**What is needed:** Scan the listing for the word "derive", and copy out each line where it is found.

**Dataset records:**
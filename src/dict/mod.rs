//! Term dictionary and key allocator.
//!
//! Bijects canonical RDF terms to fixed-length, monotonically allocated
//! keys so every other layer (the quad store's eight indices, the
//! resource-centric layout) can store and compare small fixed-width keys
//! instead of variable-length term text.
//!
//! Three sub-databases back the dictionary:
//!
//! - `th:t` — term hash → key, for lookup-by-value.
//! - `t:st` — key → canonical encoded term, for lookup-by-key.
//! - `dict:seq` — single counter entry, the next key to allocate.

pub mod namespaces;

use thiserror::Error;
use tracing::trace;

use crate::digest::DigestAlgo;
use crate::encoding::{decode_from_slice, encode_to_vec, Decode, Encode, EncodingError};
use crate::kv::{KvError, Txn};

/// Dbi name for the hash → key lookup table.
pub const DBI_HASH_TO_KEY: &str = "th_t";
/// Dbi name for the key → encoded term table.
pub const DBI_KEY_TO_TERM: &str = "t_st";
/// Dbi name for the term-key allocation counter.
pub const DBI_SEQUENCE: &str = "dict_seq";
/// Dbi name for the namespace prefix registry (see [`namespaces`]).
pub const DBI_NAMESPACES: &str = "pfx_ns";

/// All sub-database names the term dictionary needs opened in its
/// [`crate::kv::Environment`].
pub const DBI_NAMES: [&str; 4] = [
    DBI_HASH_TO_KEY,
    DBI_KEY_TO_TERM,
    DBI_SEQUENCE,
    DBI_NAMESPACES,
];

#[derive(Debug, Error)]
pub enum DictError {
    #[error(transparent)]
    Kv(#[from] KvError),

    #[error(transparent)]
    Encoding(#[from] EncodingError),

    #[error("unknown term key")]
    UnknownKey,
}

/// A fixed-length, monotonically allocated term key.
///
/// Five bytes give roughly one trillion distinct terms before exhaustion,
/// matching the budget a single repository's term universe needs while
/// keeping every quad-store index key small.
#[derive(Debug, Clone, Copy, PartialEq, Eq, PartialOrd, Ord, Hash)]
pub struct TermKey(pub [u8; 5]);

impl TermKey {
    fn from_u64(n: u64) -> Self {
        let b = n.to_be_bytes();
        TermKey([b[3], b[4], b[5], b[6], b[7]])
    }

    fn to_u64(self) -> u64 {
        let b = self.0;
        u64::from_be_bytes([0, 0, 0, b[0], b[1], b[2], b[3], b[4]])
    }

    pub fn as_bytes(&self) -> &[u8; 5] {
        &self.0
    }
}

impl Encode for TermKey {
    fn encode_to(&self, buf: &mut Vec<u8>) -> Result<(), EncodingError> {
        self.0.encode_to(buf)
    }
}

impl Decode for TermKey {
    fn decode_from(buf: &[u8]) -> Result<(Self, usize), EncodingError> {
        let (bytes, n) = <[u8; 5]>::decode_from(buf)?;
        Ok((TermKey(bytes), n))
    }
}

/// A canonical RDF term: an IRI, a blank node, or a literal.
///
/// Thin wrappers around `oxrdf`'s term types so the rest of the crate
/// works with a closed, three-way enum instead of `oxrdf::Term`'s RDF-star
/// variants, which this store does not support.
#[derive(Debug, Clone, PartialEq, Eq, Hash)]
pub enum Term {
    NamedNode(oxrdf::NamedNode),
    BlankNode(oxrdf::BlankNode),
    Literal(oxrdf::Literal),
}

impl Term {
    pub fn iri(iri: impl Into<String>) -> Result<Self, oxrdf::IriParseError> {
        Ok(Term::NamedNode(oxrdf::NamedNode::new(iri)?))
    }

    pub fn is_named_node(&self) -> bool {
        matches!(self, Term::NamedNode(_))
    }

    pub fn is_blank_node(&self) -> bool {
        matches!(self, Term::BlankNode(_))
    }

    pub fn is_literal(&self) -> bool {
        matches!(self, Term::Literal(_))
    }
}

impl std::fmt::Display for Term {
    fn fmt(&self, f: &mut std::fmt::Formatter<'_>) -> std::fmt::Result {
        match self {
            Term::NamedNode(n) => write!(f, "{}", n),
            Term::BlankNode(b) => write!(f, "{}", b),
            Term::Literal(l) => write!(f, "{}", l),
        }
    }
}

impl From<oxrdf::NamedNode> for Term {
    fn from(n: oxrdf::NamedNode) -> Self {
        Term::NamedNode(n)
    }
}

impl From<oxrdf::BlankNode> for Term {
    fn from(b: oxrdf::BlankNode) -> Self {
        Term::BlankNode(b)
    }
}

impl From<oxrdf::Literal> for Term {
    fn from(l: oxrdf::Literal) -> Self {
        Term::Literal(l)
    }
}

const XSD_STRING: &str = "http://www.w3.org/2001/XMLSchema#string";

const TAG_NAMED_NODE: u32 = 0;
const TAG_BLANK_NODE: u32 = 1;
const TAG_LITERAL_SIMPLE: u32 = 2;
const TAG_LITERAL_LANG: u32 = 3;
const TAG_LITERAL_DATATYPE: u32 = 4;

impl Encode for Term {
    fn encode_to(&self, buf: &mut Vec<u8>) -> Result<(), EncodingError> {
        match self {
            Term::NamedNode(n) => {
                TAG_NAMED_NODE.encode_to(buf)?;
                n.as_str().encode_to(buf)
            }
            Term::BlankNode(b) => {
                TAG_BLANK_NODE.encode_to(buf)?;
                b.as_str().encode_to(buf)
            }
            Term::Literal(l) => {
                if let Some(lang) = l.language() {
                    TAG_LITERAL_LANG.encode_to(buf)?;
                    l.value().encode_to(buf)?;
                    lang.encode_to(buf)
                } else if l.datatype().as_str() == XSD_STRING {
                    TAG_LITERAL_SIMPLE.encode_to(buf)?;
                    l.value().encode_to(buf)
                } else {
                    TAG_LITERAL_DATATYPE.encode_to(buf)?;
                    l.value().encode_to(buf)?;
                    l.datatype().as_str().encode_to(buf)
                }
            }
        }
    }
}

impl Decode for Term {
    fn decode_from(buf: &[u8]) -> Result<(Self, usize), EncodingError> {
        let (tag, mut offset) = u32::decode_from(buf)?;
        match tag {
            TAG_NAMED_NODE => {
                let (iri, n) = String::decode_from(&buf[offset..])?;
                offset += n;
                let node = oxrdf::NamedNode::new(iri).map_err(|e| {
                    EncodingError::Custom(format!("invalid named node IRI: {e}"))
                })?;
                Ok((Term::NamedNode(node), offset))
            }
            TAG_BLANK_NODE => {
                let (id, n) = String::decode_from(&buf[offset..])?;
                offset += n;
                let node = oxrdf::BlankNode::new(id)
                    .map_err(|e| EncodingError::Custom(format!("invalid blank node id: {e}")))?;
                Ok((Term::BlankNode(node), offset))
            }
            TAG_LITERAL_SIMPLE => {
                let (value, n) = String::decode_from(&buf[offset..])?;
                offset += n;
                Ok((Term::Literal(oxrdf::Literal::new_simple_literal(value)), offset))
            }
            TAG_LITERAL_LANG => {
                let (value, n) = String::decode_from(&buf[offset..])?;
                offset += n;
                let (lang, n) = String::decode_from(&buf[offset..])?;
                offset += n;
                let lit = oxrdf::Literal::new_language_tagged_literal(value, lang)
                    .map_err(|e| EncodingError::Custom(format!("invalid language tag: {e}")))?;
                Ok((Term::Literal(lit), offset))
            }
            TAG_LITERAL_DATATYPE => {
                let (value, n) = String::decode_from(&buf[offset..])?;
                offset += n;
                let (dt, n) = String::decode_from(&buf[offset..])?;
                offset += n;
                let dt = oxrdf::NamedNode::new(dt)
                    .map_err(|e| EncodingError::Custom(format!("invalid datatype IRI: {e}")))?;
                Ok((Term::Literal(oxrdf::Literal::new_typed_literal(value, dt)), offset))
            }
            other => Err(EncodingError::InvalidTag {
                tag: other,
                type_name: "Term",
            }),
        }
    }
}

/// Bijects [`Term`]s to [`TermKey`]s, backed by an environment's
/// `th_t`/`t_st`/`dict_seq` sub-databases.
pub struct TermDictionary {
    digest_algo: DigestAlgo,
}

impl TermDictionary {
    pub fn new(digest_algo: DigestAlgo) -> Self {
        Self { digest_algo }
    }

    fn hash_key(&self, term: &Term) -> Result<Vec<u8>, DictError> {
        Ok(self.digest_algo.digest(&encode_to_vec(term)?))
    }

    /// Looks up the key for `term` without allocating one if absent.
    pub fn resolve_key(&self, txn: &Txn<'_>, term: &Term) -> Result<Option<TermKey>, DictError> {
        let hash = self.hash_key(term)?;
        match txn.get(DBI_HASH_TO_KEY, &hash)? {
            Some(bytes) => Ok(Some(decode_from_slice::<TermKey>(&bytes)?.0)),
            None => Ok(None),
        }
    }

    /// Looks up the term stored under `key`.
    pub fn resolve_term(&self, txn: &Txn<'_>, key: TermKey) -> Result<Option<Term>, DictError> {
        match txn.get(DBI_KEY_TO_TERM, key.as_bytes())? {
            Some(bytes) => Ok(Some(decode_from_slice::<Term>(&bytes)?.0)),
            None => Ok(None),
        }
    }

    /// Returns the key for `term`, allocating and persisting a new one if
    /// this is the first time the term has been seen.
    pub fn get_or_insert(&self, txn: &mut Txn<'_>, term: &Term) -> Result<TermKey, DictError> {
        let hash = self.hash_key(term)?;
        if let Some(bytes) = txn.get(DBI_HASH_TO_KEY, &hash)? {
            return Ok(decode_from_slice::<TermKey>(&bytes)?.0);
        }

        let key = self.next_key(txn)?;
        let key_bytes = encode_to_vec(&key)?;
        let term_bytes = encode_to_vec(term)?;

        txn.put(DBI_HASH_TO_KEY, hash, key_bytes.clone())?;
        txn.put(DBI_KEY_TO_TERM, key.as_bytes().to_vec(), term_bytes)?;

        trace!(term = %term, "allocated new term key");
        Ok(key)
    }

    fn next_key(&self, txn: &mut Txn<'_>) -> Result<TermKey, DictError> {
        const SEQ_KEY: &[u8] = b"next";
        // Starts at 1, not 0: an all-zero TermKey is reserved (§3), so the
        // low byte of the first allocated key must never be 0x00.
        let current = match txn.get(DBI_SEQUENCE, SEQ_KEY)? {
            Some(bytes) => decode_from_slice::<u64>(&bytes)?.0,
            None => 1,
        };
        let next = current + 1;
        txn.put(DBI_SEQUENCE, SEQ_KEY.to_vec(), encode_to_vec(&next)?)?;
        Ok(TermKey::from_u64(current))
    }
}
/// Applies a `(remove_patterns, add)` delta to `uid`'s live graph.
/// Wildcards (`None`) in a remove pattern expand against the live IMR
/// before being applied.
#[instrument(skip(txn, dict, config, remove_patterns, add), fields(uid = %uid))]
pub fn update_delta(
    txn: &mut RepoTxn<'_>,
    dict: &TermDictionary,
    config: &RepoConfig,
    uid: &str,
    remove_patterns: Vec<PatternTriple>,
    add: Vec<ImrTriple>,
) -> Result<(), ModelError> {
    if !resource_exists(txn.inner(), dict, uid)? {
        return Err(ModelError::NotExists(uid.to_string()));
    }
    let now = txn.now();
    if config.auto_version {
        versioning::create_version(txn, dict, config.digest_algo, uid, None, None)?;
    }

    let imr = layout::compose_imr(txn.inner(), dict, uid)?;
    let mut to_remove = Vec::new();
    for pattern in &remove_patterns {
        for t in &imr {
            if pattern.matches(t) {
                to_remove.push(t.clone());
            }
        }
    }
    let to_remove = filter_server_managed(to_remove, false, config.server_managed_handling)?;
    enforce_single_subject(uid, &add)?;
    let add = filter_server_managed(add, false, config.server_managed_handling)?;
    let add = apply_referential_integrity(txn.inner(), dict, uid, add, config.referential_integrity)?;

    for t in &to_remove {
        remove_triple(txn.inner_mut(), dict, &route_graph_uri(uid, t), t)?;
    }
    for t in &add {
        put_triple(txn.inner_mut(), dict, &route_graph_uri(uid, t), t)?;
    }

    touch_last_modified(txn.inner_mut(), dict, uid, now, None)?;

    txn.record_event(ChangeEvent {
        event_type: EventType::Updated,
        uid: uid.to_string(),
        timestamp: now,
        resource_types: Vec::new(),
        actor: None,
    });
    Ok(())
}

fn bury_one(
    txn: &mut Txn<'_>,
    dict: &TermDictionary,
    uid: &str,
    now: OffsetDateTime,
    tombstone_of: Option<&str>,
) -> Result<(), ModelError> {
    clear_graph(txn, dict, &layout::admin_graph_uri(uid))?;
    add_admin_triple(
        txn,
        dict,
        uid,
        srv_mgd::RDF_TYPE,
        Term::iri(srv_mgd::FCSYSTEM_TOMBSTONE_TYPE).expect("well-formed IRI"),
    )?;
    add_admin_triple(txn, dict, uid, srv_mgd::FCSYSTEM_BURIED, now_literal(now))?;
    if let Some(parent) = tombstone_of {
        add_admin_triple(
            txn,
            dict,
            uid,
            srv_mgd::FCSYSTEM_TOMBSTONE_PRED,
            Term::iri(layout::resource_uri(parent)).expect("well-formed IRI"),
        )?;
    }
    Ok(())
}

fn forget_one(txn: &mut Txn<'_>, dict: &TermDictionary, uid: &str) -> Result<(), ModelError> {
    for graph in [
        layout::admin_graph_uri(uid),
        layout::user_graph_uri(uid),
        layout::struct_graph_uri(uid),
    ] {
        clear_graph(txn, dict, &graph)?;
    }
    Ok(())
}

/// Deletes `uid`. Soft-deletes (`leave_tombstone`) recursively bury every
/// descendant with a pointer back to this resource's tombstone;
/// hard-deletes recursively forget them.
#[instrument(skip(txn, dict), fields(uid = %uid))]
pub fn delete(
    txn: &mut RepoTxn<'_>,
    dict: &TermDictionary,
    uid: &str,
    leave_tombstone: bool,
    actor: Option<String>,
) -> Result<(), ModelError> {
    if !resource_exists(txn.inner(), dict, uid)? {
        return Err(ModelError::NotExists(uid.to_string()));
    }
    let now = txn.now();
    let descendants = layout::list_descendants(txn.inner(), dict, uid)?;

    if leave_tombstone {
        bury_one(txn.inner_mut(), dict, uid, now, None)?;
        for d in &descendants {
            bury_one(txn.inner_mut(), dict, d, now, Some(uid))?;
        }
    } else {
        forget_one(txn.inner_mut(), dict, uid)?;
        for d in &descendants {
            forget_one(txn.inner_mut(), dict, d)?;
        }
    }

    txn.record_event(ChangeEvent {
        event_type: EventType::Deleted,
        uid: uid.to_string(),
        timestamp: now,
        resource_types: Vec::new(),
        actor,
    });
    Ok(())
}

fn resurrect_one(txn: &mut Txn<'_>, dict: &TermDictionary, uid: &str) -> Result<(), ModelError> {
    remove_triple(
        txn,
        dict,
        &layout::admin_graph_uri(uid),
        &ImrTriple {
            subject: Term::iri(layout::resource_uri(uid)).expect("well-formed IRI"),
            predicate: Term::iri(srv_mgd::RDF_TYPE).expect("well-formed IRI"),
            object: Term::iri(srv_mgd::FCSYSTEM_TOMBSTONE_TYPE).expect("well-formed IRI"),
        },
    )?;
    clear_admin_predicates(
        txn,
        dict,
        uid,
        &[srv_mgd::FCSYSTEM_BURIED, srv_mgd::FCSYSTEM_TOMBSTONE_PRED],
    )?;
    add_admin_triple(
        txn,
        dict,
        uid,
        srv_mgd::RDF_TYPE,
        Term::iri(srv_mgd::LDP_RESOURCE).expect("well-formed IRI"),
    )
}

/// Resurrects a buried `uid` and every descendant buried alongside it.
#[instrument(skip(txn, dict), fields(uid = %uid))]
pub fn resurrect(
    txn: &mut RepoTxn<'_>,
    dict: &TermDictionary,
    uid: &str,
    actor: Option<String>,
) -> Result<(), ModelError> {
    if !is_tombstone(txn.inner(), dict, uid)? {
        return Err(ModelError::NotExists(uid.to_string()));
    }
    let now = txn.now();
    let descendants = layout::list_descendants(txn.inner(), dict, uid)?;
    resurrect_one(txn.inner_mut(), dict, uid)?;
    for d in &descendants {
        resurrect_one(txn.inner_mut(), dict, d)?;
    }
    txn.record_event(ChangeEvent {
        event_type: EventType::Resurrected,
        uid: uid.to_string(),
        timestamp: now,
        resource_types: Vec::new(),
        actor,
    });
    Ok(())
}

**Result of the task:**
#[derive(Debug, Error)]
#[derive(Debug, Clone, Copy, PartialEq, Eq, PartialOrd, Ord, Hash)]
#[derive(Debug, Clone, PartialEq, Eq, Hash)]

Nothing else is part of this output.